Installing Distributed Workflows
STATUS:
The content on this page is outdated. The page is archived for reference only. For more information about current work, please contact the Distributed Execution Interest Group.
Overview
Instructions for installing a distributed workflow. See Working Distributed Features for more information.
Java RMI and special compilation instructions
Note: this assumes you can complete a full checkout and compilation of both kepler and ptII. If you can't, go here.
Kepler uses Java Remote Method Invocation (RMI) to pass messages between the master and slave nodes. This requires a special step that is not part of the normal Kepler compilation process. To get this running, follow these steps:
(Note, this has only been tried with Java 1.5.x. Make sure you are using a "real" version of Java, not some preloaded windows or mac version. They won't work. To test it do a 'java -version' on the command line and make sure it spits out something like this: 'java version "1.5.0_07"...'.)

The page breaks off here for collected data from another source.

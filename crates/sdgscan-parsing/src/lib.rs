pub mod heading;
pub mod sanitize;
pub mod section;

pub use heading::{STOP_HEADINGS, StopHeading, StopHeadingMatch, find_abstract_marker};
pub use heading::{find_stop_heading, find_stop_heading_match};
pub use sanitize::{is_denylisted, sanitize};
pub use section::{
    ABSTRACT_WORD_LIMIT, ExtractedAbstract, ExtractionTier, extract_abstract,
    extract_abstract_detailed,
};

- Make sure you can compile Kepler with the 'ant compile' command. If anything doesn't compile, fix it. Your JAVA_HOME environment variable should be set to your java-1.5.x directory and your PTII and KEPLER variables should be set to their respective directories.
- Now you need to start the RMI registry on the master.
add the '&' so that rmiregistry runs in the background. Make sure the rmiregistry command executable is the one in your normal Java directory (again, not the one that is preinstalled). To check this, on a *nix machine, you can type 'which rmiregistry'. The result should tell you where the rmiregistry command is issuing from. If it is not in your Java directory, change your path so that it is.
Note: For Windows machines, the absolute path to the kepler classes cannot contain spaces. The command to start the RMI registry is:
start "rmiregistry -J-classpath '-J%KEPLER%/build/classes;%PTII%/build/classes;%KEPLER%/lib/jar/jargon_v2.0.jar'"
Running a slave controller
The slave controller allows the master to communicate over RMI with the distributed node. Depending on your setup, you'll probably want to have a full kepler/ptII CVS checkout on each slave host. Here are the steps to get the slave running:- Login to the host and check out (or somehow get a copy of) Kepler and ptII. Follow the same steps above for compiling Kepler, and running rmiregistry. All of those steps must be complete before you try the next step.
- Edit the build.properties file. You can set options for registering your host on the EarthGrid (or not). Follow the instructions in the build.properties file.
- If you would like to only allow specific users access to your slave, edit the file configs/ptolemy/configs/kepler/DistributedKeplerSlaveACL.config. You can select users to allow or deny access to. Usernames should be in the form of a registered LDAP distinguished name (i.e. uid=berkley,o=NCEAS,dc=ecoinformatics,dc=org). You can also allow 'all' or deny 'all' and select the order in which the access control instructions are processed.
-
Run the slave controller. The command is:
ant runSlaveController
The slave should print a status message stating your slave is now ready to accept RMI requests from Kepler. When you want your slave to exit, type 'X' and allow the slave to shutdown. Failing to do this will create a "ghost" entry on the EarthGrid (if you have registered your slave on the grid).
Running the distributed workflow
Now that your slave(s) is/are running, you need to tell Kepler which slaves to execute on. Go to the "Tools" menu and choose "Distributed Computing Options". Enter your authentication information then choose the slave controllers you want to use. The authentication information is used for logging into each slave. You must use a valid LDAP/EarthGrid username, domain and password. The "available" list is populated from slaves registered on the EarthGrid. If you don't see the slave you want to use, you can add it to the "used" list manually.
Once you have chosen your slaves you can run your workflow. Open the workflow you want to run and click the run button. If you're watching the terminal output from your slaves, you should see a bunch of messages telling you what the slave is doing. If you have any errors, Kepler should tell you. You can use the terminal output of both the slave and the master to troubleshoot.
For your first workflow, try using one of the examples in workflows/distributed. There are several in there that are known to work and should get you started.
If you don't see any output from the slave, you may want to check that your firewall is allowing connections on port 1099 (Java RMI).
If you have a specialized DistributedCompositeActor that you want only to run on a specific slave (or slaves) instead of all of the "used" slaves from the configuration dialog, you can double click on that DCA and choose only a subset of the "used" slaves. This allows jobs with specific computing needs to be run on only certain slaves. It also allows you to move the execution to a slave where a large dataset already exists, but not have the rest of a workflow execute there.